Tag 17 - 13.06.2025

Es sind die kleinen Dinge auf Reisen, die sich plötzlich wie purer Luxus anfühlen. Heute war so ein Tag – denn ich habe endlich mal wieder in einem richtigen Bett geschlafen! Kein Zelt – einfach nur Matratze, Kissen, Decke. Himmlisch.


Der Tag beginnt angenehm mild, fast so, als ob die Sonne Rücksicht auf meine müden Knochen nimmt. Nach einer belebenden Dusche fühle ich mich plötzlich wieder wie ein Mensch – erstaunlich, was ein bisschen warmes Wasser bewirken kann. Und ich habe habe richtig Lust auf Sport.


Also, auf ins nahegelegene Gym, um mal wieder was gegen den schleichenden Muskelverfall zu tun. Ich kann nicht leugnen: Der Körper hat sich in letzter Zeit eher nach „Campingstuhl“ als nach „Fitnessgerät“ angefühlt. Doch das intensive Workout tut gut. Das schlechte Gewissen, das sich nach zweiwöchigem Nichtstun angesammelt hat, wird zumindest etwas besänftigt.


Das Gym sieht so ein bisschen aus, wie aus den 80-zigern, hat aber die nötigsten Geräte. Es geht halt nichts über das Fiz.


Danach steht das Mittagessen an – und damit auch das große Warten. Ich warte sehnsüchtig auf den Anruf der Werkstatt. Mein Moped ist beim Service, und ich hoffe, es ist bald wieder einsatzbereit. Ich warte… und warte… und warte.


Gegen 15 Uhr, als die Werkstatt noch zwei Stunden geöffnet hat, rufe ich vorsichtig an. Die Antwort: „Heute früh war richtig viel los, aber wir haben inzwischen angefangen.“ Gut, fair enough – ich bin ja froh, dass sie mich überhaupt noch dazwischengeschoben haben.
17:30 Uhr, endlich der erlösende Anruf: „Wir sind gleich fertig.“ 

YES! Also: T-Shirt nass gemacht, es herrschen ca. 36 Grad, im Schatten wohl gemerkt. Deshalb auch den Trinkrucksack an und Helm geschnappt.

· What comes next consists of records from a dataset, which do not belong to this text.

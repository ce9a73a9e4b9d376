//! Capability payloads accepted when a session is requested.
//!
//! Clients may send legacy JSONWP `desiredCapabilities`/`requiredCapabilities`,
//! W3C `capabilities.alwaysMatch`/`capabilities.firstMatch[]`, or both. Only
//! `platformName`, `automationName` and `platformVersion` are interpreted at
//! this layer; every other key is carried opaquely to the backend.

use serde::{Deserialize, Serialize};
use serde_json::{Map, Value};

/// Open capability object as it appears on the wire.
pub type CapabilityMap = Map<String, Value>;

/// Vendor prefix W3C requires on non-standard capability names.
pub const VENDOR_PREFIX: &str = "appium:";

/// Capability key naming the target platform.
pub const PLATFORM_NAME: &str = "platformName";
/// Capability key naming the automation engine.
pub const AUTOMATION_NAME: &str = "automationName";
/// Capability key carrying the target platform version.
pub const PLATFORM_VERSION: &str = "platformVersion";

/// W3C capability negotiation payload.
#[derive(Debug, Clone, Default, PartialEq, Serialize, Deserialize)]
#[serde(rename_all = "camelCase")]
pub struct W3cCapabilities {
	/// Capabilities every candidate must satisfy.
	#[serde(default, skip_serializing_if = "Map::is_empty")]
	pub always_match: CapabilityMap,
	/// Ordered candidates, each merged with `always_match`.
	#[serde(default, skip_serializing_if = "Vec::is_empty")]
	pub first_match: Vec<CapabilityMap>,
}

/// Body of a new-session request.
#[derive(Debug, Clone, Default, PartialEq, Serialize, Deserialize)]
#[serde(rename_all = "camelCase")]
pub struct NewSessionRequest {
	/// Legacy JSONWP desired capabilities.
	#[serde(default, skip_serializing_if = "Option::is_none")]
	pub desired_capabilities: Option<CapabilityMap>,
	/// Legacy JSONWP required capabilities, forwarded untouched.
	#[serde(default, skip_serializing_if = "Option::is_none")]
	pub required_capabilities: Option<CapabilityMap>,
	/// W3C capabilities.
	#[serde(default, skip_serializing_if = "Option::is_none")]
	pub capabilities: Option<W3cCapabilities>,
}

impl NewSessionRequest {
	/// Request carrying only JSONWP desired capabilities.
	pub fn jsonwp(desired: CapabilityMap) -> Self {
		Self {
			desired_capabilities: Some(desired),
			..Default::default()
		}
	}

	/// Request carrying only W3C capabilities.
	pub fn w3c(capabilities: W3cCapabilities) -> Self {
		Self {
			capabilities: Some(capabilities),
			..Default::default()
		}
	}
}

/// Merged capability set with the recognized fields lifted out.
///
/// Recognized fields are only lifted when they hold a usable value; anything
/// else (including a non-string `platformName`) stays in `extra` and the
/// typed field is left empty.
#[derive(Debug, Clone, Default, PartialEq, Serialize, Deserialize)]
#[serde(from = "CapabilityMap", into = "CapabilityMap")]
pub struct Capabilities {
	pub platform_name: Option<String>,
	pub automation_name: Option<String>,
	pub platform_version: Option<String>,
	/// Passthrough payload forwarded to the backend unmodified.
	pub extra: CapabilityMap,
}

impl Capabilities {
	/// Looks up any capability by its wire name.
	pub fn get(&self, key: &str) -> Option<Value> {
		match key {
			PLATFORM_NAME => self.platform_name.clone().map(Value::String),
			AUTOMATION_NAME => self.automation_name.clone().map(Value::String),
			PLATFORM_VERSION => self.platform_version.clone().map(Value::String),
			_ => self.extra.get(key).cloned(),
		}
	}

	/// Rebuilds the flat wire object.
	pub fn to_map(&self) -> CapabilityMap {
		let mut map = self.extra.clone();
		if let Some(name) = &self.platform_name {
			map.insert(PLATFORM_NAME.to_string(), Value::String(name.clone()));
		}
		if let Some(name) = &self.automation_name {
			map.insert(AUTOMATION_NAME.to_string(), Value::String(name.clone()));
		}
		if let Some(version) = &self.platform_version {
			map.insert(PLATFORM_VERSION.to_string(), Value::String(version.clone()));
		}
		map
	}
}

impl From<CapabilityMap> for Capabilities {
	fn from(mut map: CapabilityMap) -> Self {
		let platform_name = take_string(&mut map, PLATFORM_NAME);
		let automation_name = take_string(&mut map, AUTOMATION_NAME);
		let platform_version = match map.get(PLATFORM_VERSION) {
			Some(Value::String(_)) => take_string(&mut map, PLATFORM_VERSION),
			Some(Value::Number(n)) => {
				let version = n.to_string();
				map.remove(PLATFORM_VERSION);
				Some(version)
			}
			_ => None,
		};

		Self {
			platform_name,
			automation_name,
			platform_version,
			extra: map,
		}
	}
}

impl From<Capabilities> for CapabilityMap {
	fn from(caps: Capabilities) -> Self {
		caps.to_map()
	}
}

fn take_string(map: &mut CapabilityMap, key: &str) -> Option<String> {
	match map.get(key) {
		Some(Value::String(_)) => match map.remove(key) {
			Some(Value::String(s)) => Some(s),
			_ => None,
		},
		_ => None,
	}
}

/// Removes the `appium:` vendor prefix from every key.
pub fn strip_vendor_prefix(map: CapabilityMap) -> CapabilityMap {
	map.into_iter()
		.map(|(key, value)| match key.strip_prefix(VENDOR_PREFIX) {
			Some(bare) => (bare.to_string(), value),
			None => (key, value),
		})
		.collect()
}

Problem: Die Werkstatt ist gut 3 km entfernt, die Sonne brennt ohne Gnade vom Himmel. Also halte ich einfach mal den Daumen raus. Und siehe da – ein Pickup hält. Am Steuer: Tim, daneben Hillary. Zwei unglaublich freundliche Menschen, die mich direkt zur Werkstatt bringen. Ich hätte sonst locker 40 Minuten in der Sonne geschmort. Riesen-Dank an euch beide – echte Road Angels!


An der Werkstatt geht alles zügig. Kurze Wartezeit, dann bekomme ich die Infos: Alle vier Ventile waren ein bisschen zu dicht, wurden aber neu eingestellt. Das Öl sah noch ganz ok aus. Also alles wieder top – keine Sorgen mehr bei den kommenden Abenteuern!
Ich hab mir gleich noch einen Ersatzölfilter und passende Dichtungen mitgenommen. Den nächsten Ölwechsel mach ich selbst. Muss ja auch mal was lernen, ne?

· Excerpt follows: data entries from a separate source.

use std::path::PathBuf;
use std::sync::Arc;

use anyhow::{Context, Result};
use serde_json::{Value, json};
use tokio::io::{AsyncBufReadExt, AsyncWriteExt, BufReader};
#[cfg(windows)]
use tokio::net::TcpListener;
#[cfg(unix)]
use tokio::net::UnixListener;
use tokio::sync::watch;
use tracing::{debug, info, warn};
use umbra::{CleanupOptions, UmbrellaDriver};
use umbra_protocol::{Envelope, WireEnvelope};
use umbra_runtime::Error;

#[cfg(windows)]
use super::DAEMON_TCP_PORT;
use super::protocol::{DaemonRequest, DaemonResponse};

pub(crate) const SHUTDOWN_REASON: &str = "server shutting down";

pub struct Daemon {
	umbrella: Arc<UmbrellaDriver>,
	socket_path: PathBuf,
	shutdown_tx: watch::Sender<bool>,
	shutdown_rx: watch::Receiver<bool>,
	#[cfg(unix)]
	listener: UnixListener,
	#[cfg(windows)]
	listener: TcpListener,
}

impl Daemon {
	pub async fn start(umbrella: UmbrellaDriver, socket_path: PathBuf) -> Result<Self> {
		let (shutdown_tx, shutdown_rx) = watch::channel(false);

		#[cfg(unix)]
		{
			if socket_path.exists() {
				std::fs::remove_file(&socket_path)
					.with_context(|| format!("Failed to remove existing socket: {}", socket_path.display()))?;
			}
			if let Some(parent) = socket_path.parent() {
				if !parent.as_os_str().is_empty() && !parent.exists() {
					std::fs::create_dir_all(parent)
						.with_context(|| format!("Failed to create socket directory: {}", parent.display()))?;
				}
			}
			let listener = UnixListener::bind(&socket_path)
				.with_context(|| format!("Failed to bind daemon socket: {}", socket_path.display()))?;
			info!(
				target: "umbra.daemon",
				version = %umbra_runtime::build_info::version_string(),
				socket = %socket_path.display(),
				"daemon listening"
			);
			Ok(Self {
				umbrella: Arc::new(umbrella),
				socket_path,
				shutdown_tx,
				shutdown_rx,
				listener,
			})
		}

		#[cfg(windows)]
		{
			let addr = format!("127.0.0.1:{DAEMON_TCP_PORT}");
			let listener = TcpListener::bind(&addr)
				.await
				.with_context(|| format!("Failed to bind daemon TCP socket: {addr}"))?;
			info!(target: "umbra.daemon", addr, "daemon listening");
			Ok(Self {
				umbrella: Arc::new(umbrella),
				socket_path,
				shutdown_tx,
				shutdown_rx,
				listener,
			})
		}
	}

	pub async fn run(mut self) -> Result<()> {
		let result = self.accept_loop().await;

		if !*self.shutdown_rx.borrow() {
			let report = self
				.umbrella
				.delete_all_sessions(CleanupOptions::force(SHUTDOWN_REASON))
				.await;
			info!(target: "umbra.daemon", attempted = report.attempted, failed = report.failures.len(), "sessions cleaned up");
		}

		#[cfg(unix)]
		{
			if let Err(err) = std::fs::remove_file(&self.socket_path) {
				debug!(target: "umbra.daemon", error = %err, "socket cleanup failed");
			}
		}
		result
	}

	#[cfg(unix)]
	async fn accept_loop(&mut self) -> Result<()> {
		use tokio::signal::unix::{SignalKind, signal};

		let mut sigterm = signal(SignalKind::terminate()).context("Failed to install SIGTERM handler")?;
		let mut sigint = signal(SignalKind::interrupt()).context("Failed to install SIGINT handler")?;

		loop {
			tokio::select! {
				_ = self.shutdown_rx.changed() => {
					if *self.shutdown_rx.borrow() {
						info!(target: "umbra.daemon", "shutdown requested via message");
						break;
					}
				}
				_ = sigterm.recv() => {
					info!(target: "umbra.daemon", "received SIGTERM, shutting down");
					break;
				}
				_ = sigint.recv() => {
					info!(target: "umbra.daemon", "received SIGINT, shutting down");
					break;
				}
				accept = self.listener.accept() => {
					let (stream, _) = accept.context("Daemon accept failed")?;
					self.spawn_client(stream);
				}
			}
		}

		Ok(())
	}

	#[cfg(windows)]
	async fn accept_loop(&mut self) -> Result<()> {
		loop {
			tokio::select! {
				_ = self.shutdown_rx.changed() => {
					if *self.shutdown_rx.borrow() {
						info!(target: "umbra.daemon", "shutdown requested via message");
						break;
					}
				}
				_ = tokio::signal::ctrl_c() => {
					info!(target: "umbra.daemon", "received Ctrl+C, shutting down");
					break;
				}
				accept = self.listener.accept() => {
					let (stream, _) = accept.context("Daemon accept failed")?;
					self.spawn_client(stream);
				}
			}
		}

		Ok(())
	}

	fn spawn_client<S>(&self, stream: S)
	where
		S: tokio::io::AsyncRead + tokio::io::AsyncWrite + Send + Unpin + 'static,
	{
		let umbrella = Arc::clone(&self.umbrella);
		let shutdown_tx = self.shutdown_tx.clone();
		tokio::spawn(async move {
			if let Err(err) = handle_client(stream, umbrella, shutdown_tx).await {
				warn!(target: "umbra.daemon", error = %err, "daemon connection error");
			}
		});
	}
}

async fn handle_client<S>(stream: S, umbrella: Arc<UmbrellaDriver>, shutdown_tx: watch::Sender<bool>) -> Result<()>
where
	S: tokio::io::AsyncRead + tokio::io::AsyncWrite + Unpin,
{
	let (read_half, mut write_half) = tokio::io::split(stream);
	let mut reader = BufReader::new(read_half);
	let mut line = String::new();

	loop {
		line.clear();
		let bytes = reader
			.read_line(&mut line)
			.await
			.context("Failed reading daemon request")?;
		if bytes == 0 {
			break;
		}
		if line.trim().is_empty() {
			continue;
		}

		let response = match serde_json::from_str::<DaemonRequest>(line.trim_end()) {
			Ok(request) => handle_request(&umbrella, &shutdown_tx, request).await,
			Err(err) => WireEnvelope::failure(None, "invalid argument", format!("Malformed daemon request: {err}")),
		};
		write_response(&mut write_half, &response).await?;
	}

	Ok(())
}

async fn write_response<W>(writer: &mut W, response: &DaemonResponse) -> Result<()>
where
	W: tokio::io::AsyncWrite + Unpin,
{
	let payload = serde_json::to_string(response).context("Failed to serialize response")?;
	writer
		.write_all(format!("{payload}\n").as_bytes())
		.await
		.context("Failed writing daemon response")?;
	writer.flush().await.context("Failed flushing daemon response")?;
	Ok(())
}

async fn handle_request(
	umbrella: &UmbrellaDriver,
	shutdown_tx: &watch::Sender<bool>,
	request: DaemonRequest,
) -> DaemonResponse {
	debug!(target: "umbra.daemon", ?request, "handling request");
	match request {
		DaemonRequest::Status => plain(umbrella.status()),
		DaemonRequest::CreateSession { request } => umbrella.create_session(request).await.to_wire(),
		DaemonRequest::DeleteSession { session_id } => umbrella.delete_session(&session_id).await.to_wire(),
		DaemonRequest::Execute { command, args } => umbrella.execute_command(&command, args).await.to_wire(),
		DaemonRequest::ListSessions => plain(json!(umbrella.sessions().await)),
		DaemonRequest::Shutdown => {
			let report = umbrella
				.delete_all_sessions(CleanupOptions::force(SHUTDOWN_REASON))
				.await;
			let _ = shutdown_tx.send(true);
			plain(json!(report))
		}
	}
}

fn plain(value: Value) -> DaemonResponse {
	Envelope::<Value, Error>::value(None, value).to_wire()
}

#[cfg(test)]
mod tests {
	use umbra_runtime::ServerArgs;

	use super::*;

	fn request(value: Value) -> DaemonRequest {
		serde_json::from_value(value).unwrap()
	}

	#[tokio::test]
	async fn status_is_answered_without_sessions() {
		let umbrella = UmbrellaDriver::new(ServerArgs::default());
		let (tx, _rx) = watch::channel(false);
		let response = handle_request(&umbrella, &tx, request(json!({"type": "status"}))).await;
		assert!(response.is_ok());
		assert!(response.value.unwrap()["build"]["version"].is_string());
	}

	#[tokio::test]
	async fn session_lifecycle_over_requests() {
		let umbrella = UmbrellaDriver::new(ServerArgs::default());
		let (tx, _rx) = watch::channel(false);

		let created = handle_request(
			&umbrella,
			&tx,
			request(json!({"type": "create_session", "capabilities": {"alwaysMatch": {"platformName": "Fake"}}})),
		)
		.await;
		assert_eq!(created.protocol, Some(umbra_protocol::Protocol::W3c));
		let id = created.value.unwrap()[0].as_str().unwrap().to_string();

		let listed = handle_request(&umbrella, &tx, request(json!({"type": "list_sessions"}))).await;
		assert_eq!(listed.value.unwrap()[0]["id"], json!(id));

		let deleted = handle_request(&umbrella, &tx, request(json!({"type": "delete_session", "session_id": id}))).await;
		assert!(deleted.is_ok());

		let missing = handle_request(
			&umbrella,
			&tx,
			request(json!({"type": "execute", "command": "getSession", "args": [id]})),
		)
		.await;
		assert_eq!(missing.error.unwrap().error, "invalid session id");
	}

	#[tokio::test]
	async fn shutdown_request_cleans_up_and_signals() {
		let umbrella = UmbrellaDriver::new(ServerArgs::default());
		let (tx, rx) = watch::channel(false);
		handle_request(
			&umbrella,
			&tx,
			request(json!({"type": "create_session", "desiredCapabilities": {"platformName": "Fake"}})),
		)
		.await;

		let response = handle_request(&umbrella, &tx, request(json!({"type": "shutdown"}))).await;
		assert_eq!(response.value.unwrap()["attempted"], json!(1));
		assert!(*rx.borrow());
	}

	#[tokio::test]
	async fn client_lines_get_one_reply_each() {
		let umbrella = Arc::new(UmbrellaDriver::new(ServerArgs::default()));
		let (tx, _rx) = watch::channel(false);
		let (client, server) = tokio::io::duplex(4096);
		let task = tokio::spawn(handle_client(server, umbrella, tx));

		let (read_half, mut write_half) = tokio::io::split(client);
		write_half
			.write_all(b"{\"type\":\"status\"}\nnot json\n")
			.await
			.unwrap();
		write_half.shutdown().await.unwrap();

		let mut lines = BufReader::new(read_half).lines();
		let first: WireEnvelope = serde_json::from_str(&lines.next_line().await.unwrap().unwrap()).unwrap();
		assert!(first.is_ok());
		let second: WireEnvelope = serde_json::from_str(&lines.next_line().await.unwrap().unwrap()).unwrap();
		assert_eq!(second.error.unwrap().error, "invalid argument");
		assert!(lines.next_line().await.unwrap().is_none());

		task.await.unwrap().unwrap();
	}
}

Dann schnell zurück zum Hostel, Taschen wieder ans Bike geschnallt und auf zum Supermarkt, das Abendessen „jagen“. Es gibt Salat mit Hühnchen, Lachs, dazu griechischen Joghurt und einen Apfel – nach so einem Tag schmeckt das wie ein Festmahl.


Am Abend dann das Beste: Ich komme mit ein paar Leuten aus dem Hostel ins Plaudern. Es ist faszinierend, was für spannende Lebensgeschichten man auf Reisen zu hören bekommt. Menschen, die alles verkauft haben, um um die Welt zu ziehen, andere, die für ein paar Monate der Routine entfliehen.

An dieser Stelle liebe Grüße an Emily 😊


Jetzt liege ich wieder im Bett, dieses Mal müde auf die gute Art. Der Tag war lang, heiß, überraschend und einfach wunderbar. Und ich kann es kaum erwarten, morgen wieder unterwegs zu sein.